Salí de la cocina, secándome lentamente las manos con un paño. Detrás de mí apareció Isabel en silencio.

—Hola, papá —dijo mi hija con una voz plana, helada. —¿Has descansado de nosotros?

Javier se quedó cortado. Su sonrisa preparada de amo cansado pero generoso se desvaneció al instante y se perdió en algún lugar cerca del cuello de la camisa.

—No te fuiste por el ruido, Javier —dije mirándole a los ojos. —Te fuiste de la responsabilidad. Y no has vuelto a tu familia, has vuelto a la cena. Por eso hoy no hay cena para ti.

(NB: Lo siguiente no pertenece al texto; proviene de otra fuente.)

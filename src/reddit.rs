//! Reddit API access.
//!
//! [`RemoteApi`] is the seam between the application and the account
//! provider: one call opens a [`Session`], the other reads one page of the
//! account's saved listing through that session. [`RedditApi`] implements it
//! over HTTPS; tests substitute their own implementations.
use std::{fmt, time::Duration};

use async_trait::async_trait;
use log::{debug, trace, warn};
use reqwest::{header::USER_AGENT, Client, StatusCode};
use serde::Deserialize;

use crate::{AuthError, Credentials, RawItem, Result, SavedError};

/// Public site root; permalinks are relative to it.
pub const REDDIT_BASE_URL: &str = "https://www.reddit.com";

const TOKEN_URL: &str = "https://www.reddit.com/api/v1/access_token";
const OAUTH_API_URL: &str = "https://oauth.reddit.com";

/// An authenticated handle on the remote account.
#[derive(Clone)]
pub struct Session {
    access_token: String,
    username: String,
    user_agent: String,
}

impl Session {
    pub fn new(
        access_token: impl Into<String>,
        username: impl Into<String>,
        user_agent: impl Into<String>,
    ) -> Self {
        Self {
            access_token: access_token.into(),
            username: username.into(),
            user_agent: user_agent.into(),
        }
    }

    pub fn username(&self) -> &str {
        &self.username
    }

    pub fn user_agent(&self) -> &str {
        &self.user_agent
    }

    pub fn access_token(&self) -> &str {
        &self.access_token
    }
}

impl fmt::Debug for Session {
    fn fmt(&self, f: &mut fmt::Formatter<'_>) -> fmt::Result {
        f.debug_struct("Session")
            .field("username", &self.username)
            .field("user_agent", &self.user_agent)
            .finish_non_exhaustive()
    }
}

/// One page of the saved-items listing.
#[derive(Debug, Clone, Default, PartialEq, Eq)]
pub struct SavedPage {
    /// Items in the order the listing returned them
    pub items: Vec<RawItem>,
    /// Cursor for the next page, `None` on the last one
    pub after: Option<String>,
}

/// The remote account provider.
#[async_trait]
pub trait RemoteApi: Send + Sync {
    /// Opens a session for the given account.
    async fn authenticate(&self, credentials: &Credentials)
        -> std::result::Result<Session, AuthError>;

    /// Reads up to `limit` saved items following the `after` cursor.
    async fn saved_page(
        &self,
        session: &Session,
        limit: u32,
        after: Option<&str>,
    ) -> Result<SavedPage>;
}

/// [`RemoteApi`] backed by the public Reddit OAuth endpoints.
pub struct RedditApi {
    client: Client,
    token_url: String,
    api_url: String,
}

impl RedditApi {
    /// Creates a client whose requests give up after `request_timeout`.
    pub fn new(request_timeout: Duration) -> Result<Self> {
        let client = Client::builder().timeout(request_timeout).build()?;
        Ok(Self {
            client,
            token_url: TOKEN_URL.to_string(),
            api_url: OAUTH_API_URL.to_string(),
        })
    }
}

#[async_trait]
impl RemoteApi for RedditApi {
    async fn authenticate(
        &self,
        credentials: &Credentials,
    ) -> std::result::Result<Session, AuthError> {
        debug!("Requesting access token for {}", credentials.username);

        let params = [
            ("grant_type", "password"),
            ("username", credentials.username.as_str()),
            ("password", credentials.password.as_str()),
        ];

        let response = self
            .client
            .post(&self.token_url)
            .header(USER_AGENT, &credentials.user_agent)
            .basic_auth(&credentials.client_id, Some(&credentials.client_secret))
            .form(&params)
            .send()
            .await
            .map_err(classify_transport_error)?;

        let status = response.status();
        let body = response.text().await.map_err(classify_transport_error)?;

        parse_token_response(status, &body, credentials)
    }

    async fn saved_page(
        &self,
        session: &Session,
        limit: u32,
        after: Option<&str>,
    ) -> Result<SavedPage> {
        let url = format!("{}/user/{}/saved", self.api_url, session.username());
        let limit = limit.to_string();
        let mut query = vec![("limit", limit.as_str()), ("raw_json", "1")];
        if let Some(cursor) = after {
            query.push(("after", cursor));
        }

        trace!("GET {} {:?}", url, query);
        let response = self
            .client
            .get(&url)
            .header(USER_AGENT, session.user_agent())
            .bearer_auth(session.access_token())
            .query(&query)
            .send()
            .await?;

        let status = response.status();
        if !status.is_success() {
            warn!("Saved listing request failed with HTTP {}", status);
            return Err(SavedError::FetchFailed {
                message: format!("listing request returned HTTP {}", status),
            });
        }

        let body = response.text().await?;
        parse_listing(&body)
    }
}

fn classify_transport_error(e: reqwest::Error) -> AuthError {
    if e.is_builder() {
        AuthError::Unexpected {
            message: e.to_string(),
        }
    } else {
        AuthError::Transient {
            message: e.to_string(),
        }
    }
}

#[derive(Deserialize)]
struct TokenResponse {
    access_token: Option<String>,
    error: Option<serde_json::Value>,
}

/// Turns the token endpoint's answer into a session or a classified error.
pub fn parse_token_response(
    status: StatusCode,
    body: &str,
    credentials: &Credentials,
) -> std::result::Result<Session, AuthError> {
    if status == StatusCode::UNAUTHORIZED || status == StatusCode::FORBIDDEN {
        return Err(AuthError::InvalidCredentials {
            message: "client id or secret rejected".to_string(),
        });
    }
    if status == StatusCode::TOO_MANY_REQUESTS || status.is_server_error() {
        return Err(AuthError::Transient {
            message: format!("token endpoint returned HTTP {}", status),
        });
    }
    // a 400 still carries a JSON `error` worth classifying
    if !status.is_success() && status != StatusCode::BAD_REQUEST {
        return Err(AuthError::Unexpected {
            message: format!("token endpoint returned HTTP {}: {}", status, snippet(body)),
        });
    }

    let token: TokenResponse =
        serde_json::from_str(body).map_err(|e| AuthError::Unexpected {
            message: format!("unreadable token response: {}", e),
        })?;

    match (token.access_token, token.error) {
        (Some(access_token), None) => Ok(Session::new(
            access_token,
            credentials.username.clone(),
            credentials.user_agent.clone(),
        )),
        (_, Some(error)) if error.as_str() == Some("invalid_grant") => {
            Err(AuthError::InvalidCredentials {
                message: "wrong username or password".to_string(),
            })
        }
        (_, Some(error)) => Err(AuthError::Unexpected {
            message: format!("token endpoint reported {}", error),
        }),
        (None, None) => Err(AuthError::Unexpected {
            message: format!("no access token in response: {}", snippet(body)),
        }),
    }
}

fn snippet(body: &str) -> String {
    body.chars().take(100).collect()
}

#[derive(Deserialize)]
struct Listing {
    data: ListingData,
}

#[derive(Deserialize)]
struct ListingData {
    after: Option<String>,
    #[serde(default)]
    children: Vec<Thing>,
}

#[derive(Deserialize)]
struct Thing {
    data: ThingData,
}

#[derive(Deserialize)]
struct ThingData {
    title: Option<String>,
    link_title: Option<String>,
    permalink: String,
    url: Option<String>,
    link_url: Option<String>,
}

/// Parses one saved-listing page.
///
/// Saved comments have no title or url of their own; they borrow those of
/// the post they were written on. Items without any url link to their own
/// permalink.
pub fn parse_listing(body: &str) -> Result<SavedPage> {
    let listing: Listing = serde_json::from_str(body).map_err(|e| SavedError::FetchFailed {
        message: format!("unreadable listing: {}", e),
    })?;

    let items = listing
        .data
        .children
        .into_iter()
        .map(|thing| {
            let data = thing.data;
            let url = data
                .url
                .or(data.link_url)
                .unwrap_or_else(|| format!("{}{}", REDDIT_BASE_URL, data.permalink));
            RawItem {
                title: data.title.or(data.link_title).unwrap_or_default(),
                permalink: data.permalink,
                url,
            }
        })
        .collect();

    Ok(SavedPage {
        items,
        after: listing.data.after,
    })
}

#[cfg(test)]
mod tests {
    use super::*;

    fn credentials() -> Credentials {
        Credentials {
            user_agent: "test-agent".to_string(),
            client_id: "id".to_string(),
            client_secret: "secret".to_string(),
            username: "someone".to_string(),
            password: "pw".to_string(),
        }
    }

    #[test]
    fn token_response_opens_session() {
        let body = r#"{"access_token": "tok", "token_type": "bearer", "expires_in": 3600}"#;
        let session = parse_token_response(StatusCode::OK, body, &credentials()).unwrap();

        assert_eq!(session.access_token(), "tok");
        assert_eq!(session.username(), "someone");
        assert_eq!(session.user_agent(), "test-agent");
    }

    #[test]
    fn invalid_grant_means_bad_password() {
        let err = parse_token_response(StatusCode::OK, r#"{"error": "invalid_grant"}"#, &credentials())
            .unwrap_err();
        assert!(matches!(err, AuthError::InvalidCredentials { .. }));
    }

    #[test]
    fn unauthorized_means_bad_client_credentials() {
        let err = parse_token_response(StatusCode::UNAUTHORIZED, "", &credentials()).unwrap_err();
        assert!(matches!(err, AuthError::InvalidCredentials { .. }));
    }

    #[test]
    fn server_errors_are_transient() {
        for status in [StatusCode::BAD_GATEWAY, StatusCode::TOO_MANY_REQUESTS] {
            let err = parse_token_response(status, "busy", &credentials()).unwrap_err();
            assert!(err.is_retryable(), "{status} should be retryable");
        }
    }

    #[test]
    fn odd_answers_are_unexpected() {
        let err = parse_token_response(StatusCode::OK, "<html>", &credentials()).unwrap_err();
        assert!(matches!(err, AuthError::Unexpected { .. }));

        let err = parse_token_response(StatusCode::OK, r#"{"error": 500}"#, &credentials())
            .unwrap_err();
        assert!(matches!(err, AuthError::Unexpected { .. }));

        let err = parse_token_response(StatusCode::OK, "{}", &credentials()).unwrap_err();
        assert!(matches!(err, AuthError::Unexpected { .. }));
    }

    #[test]
    fn session_debug_hides_token() {
        let session = Session::new("very-secret", "me", "ua");
        assert!(!format!("{:?}", session).contains("very-secret"));
    }

    #[test]
    fn parse_listing_reads_posts_and_comments_in_order() {
        let body = r#"{
          "kind": "Listing",
          "data": {
            "after": "t3_next",
            "children": [
              { "kind": "t3", "data": {
                  "title": "Cats",
                  "permalink": "/r/aww/comments/1/cats/",
                  "url": "https://i.example.com/cat.jpg" } },
              { "kind": "t1", "data": {
                  "link_title": "Rust 2.0?",
                  "permalink": "/r/rust/comments/2/rust_20/c1/",
                  "link_url": "https://blog.rust-lang.org/" } },
              { "kind": "t3", "data": {
                  "title": "Self post",
                  "permalink": "/r/linux/comments/3/self_post/" } }
            ]
          }
        }"#;

        let page = parse_listing(body).unwrap();

        assert_eq!(page.after.as_deref(), Some("t3_next"));
        assert_eq!(page.items.len(), 3);
        assert_eq!(page.items[0].title, "Cats");
        assert_eq!(page.items[0].url, "https://i.example.com/cat.jpg");
        assert_eq!(page.items[1].title, "Rust 2.0?");
        assert_eq!(page.items[1].url, "https://blog.rust-lang.org/");
        assert_eq!(
            page.items[2].url,
            "https://www.reddit.com/r/linux/comments/3/self_post/"
        );
    }

    #[test]
    fn parse_listing_last_page_has_no_cursor() {
        let page = parse_listing(r#"{"data": {"after": null, "children": []}}"#).unwrap();
        assert!(page.after.is_none());
        assert!(page.items.is_empty());
    }

    #[test]
    fn parse_listing_rejects_garbage() {
        let err = parse_listing("not json").unwrap_err();
        assert!(matches!(err, SavedError::FetchFailed { .. }));
    }
}
use log::{error, info, warn};

use crate::{Credentials, RemoteApi, Result, RetryPolicy, Session};

/// Logs in, retrying transient failures up to `policy.max_attempts` times.
///
/// Invalid credentials and unexpected answers end the attempt immediately.
pub async fn authenticate_with_retry(
    api: &dyn RemoteApi,
    credentials: &Credentials,
    policy: RetryPolicy,
) -> Result<Session> {
    let max_attempts = policy.max_attempts.max(1);
    let mut attempt = 1;

    loop {
        info!(
            "Logging in as {} (attempt {}/{})",
            credentials.username, attempt, max_attempts
        );

        match api.authenticate(credentials).await {
            Ok(session) => {
                info!("Logged in as {}", session.username());
                return Ok(session);
            }
            Err(e) if e.is_retryable() && attempt < max_attempts => {
                let delay = policy.delay_after(attempt);
                warn!(
                    "Login attempt {} failed: {}; retrying in {:?}",
                    attempt, e, delay
                );
                tokio::time::sleep(delay).await;
                attempt += 1;
            }
            Err(e) => {
                error!("Login failed after {} attempt(s): {:?}", attempt, e);
                return Err(e.into());
            }
        }
    }
}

Abrió la boca para protestar, pero entonces sonó mi teléfono, que estaba sobre la cómoda. En la pantalla apareció: «Raquel». Sin dudarlo, puse el altavoz.

—¡Elenita! —gorjeó mi suegra con energía. —¿Ha vuelto mi fugitivo? ¡No le mimes! El domingo que se pase otra vez, que aún no he montado el armario del pasillo, las puertas están colgando con lo puesto!

Colgué sin decir palabra.

Javier palideció como si le acabaran de entregar una notificación para una segunda tanda de obras. La conciencia de que en casa de mamá no era el hijito cansado y querido, sino mano de obra gratis con descuento familiar, se reflejó en su rostro con toda la gama de la auténtica aflicción.

—¡He vuelto a casa, caramba! —intentó recuperar la corona perdida, levantando la voz y avanzando hacia mí. —¡Tengo derecho a tumbarme y descansar en mi propio piso!

—El piso era mío antes de casarnos —le recordé con suavidad, pero con un acero que pareció hacer sonar las llaves en la cerradura.

Y sus palabras «he vuelto a casa» quedaron flotando en el aire como un chiste absurdo. Por primera vez en todos los años de matrimonio, Javier recordó ese hecho no por los recibos de la comunidad, sino por mi tono. La arrogancia se le cayó del todo. Se quedó en medio del pasillo —un veraneante que ya no le hacía falta a nadie y del que todos habían descansado.

—Esta noche no te quedas aquí, Javier —dije, marcando cada palabra. —Ni reinas en el sofá. Si quieres volver a la familia, no empieces por la cena. Empieza por hablar con los niños, por pedir disculpas y por un psicólogo familiar.

Isabel se dio la vuelta en silencio y se fue a su cuarto. El chasquido de la puerta al cerrarse sonó en el silencio del pasillo más fuerte que cualquier discusión. Fue un golpe del que no protege ninguna bolsa de deporte.

Javier me miró desconcertado, como esperando que me riera y le dijera que era una broma. Pero yo no sonreía.

—Las llaves en la mesita, Javier —dije. —Y cierra bien la puerta. La corriente no empezó por el rellano, sino desde que llamaste a tus hijos un circo.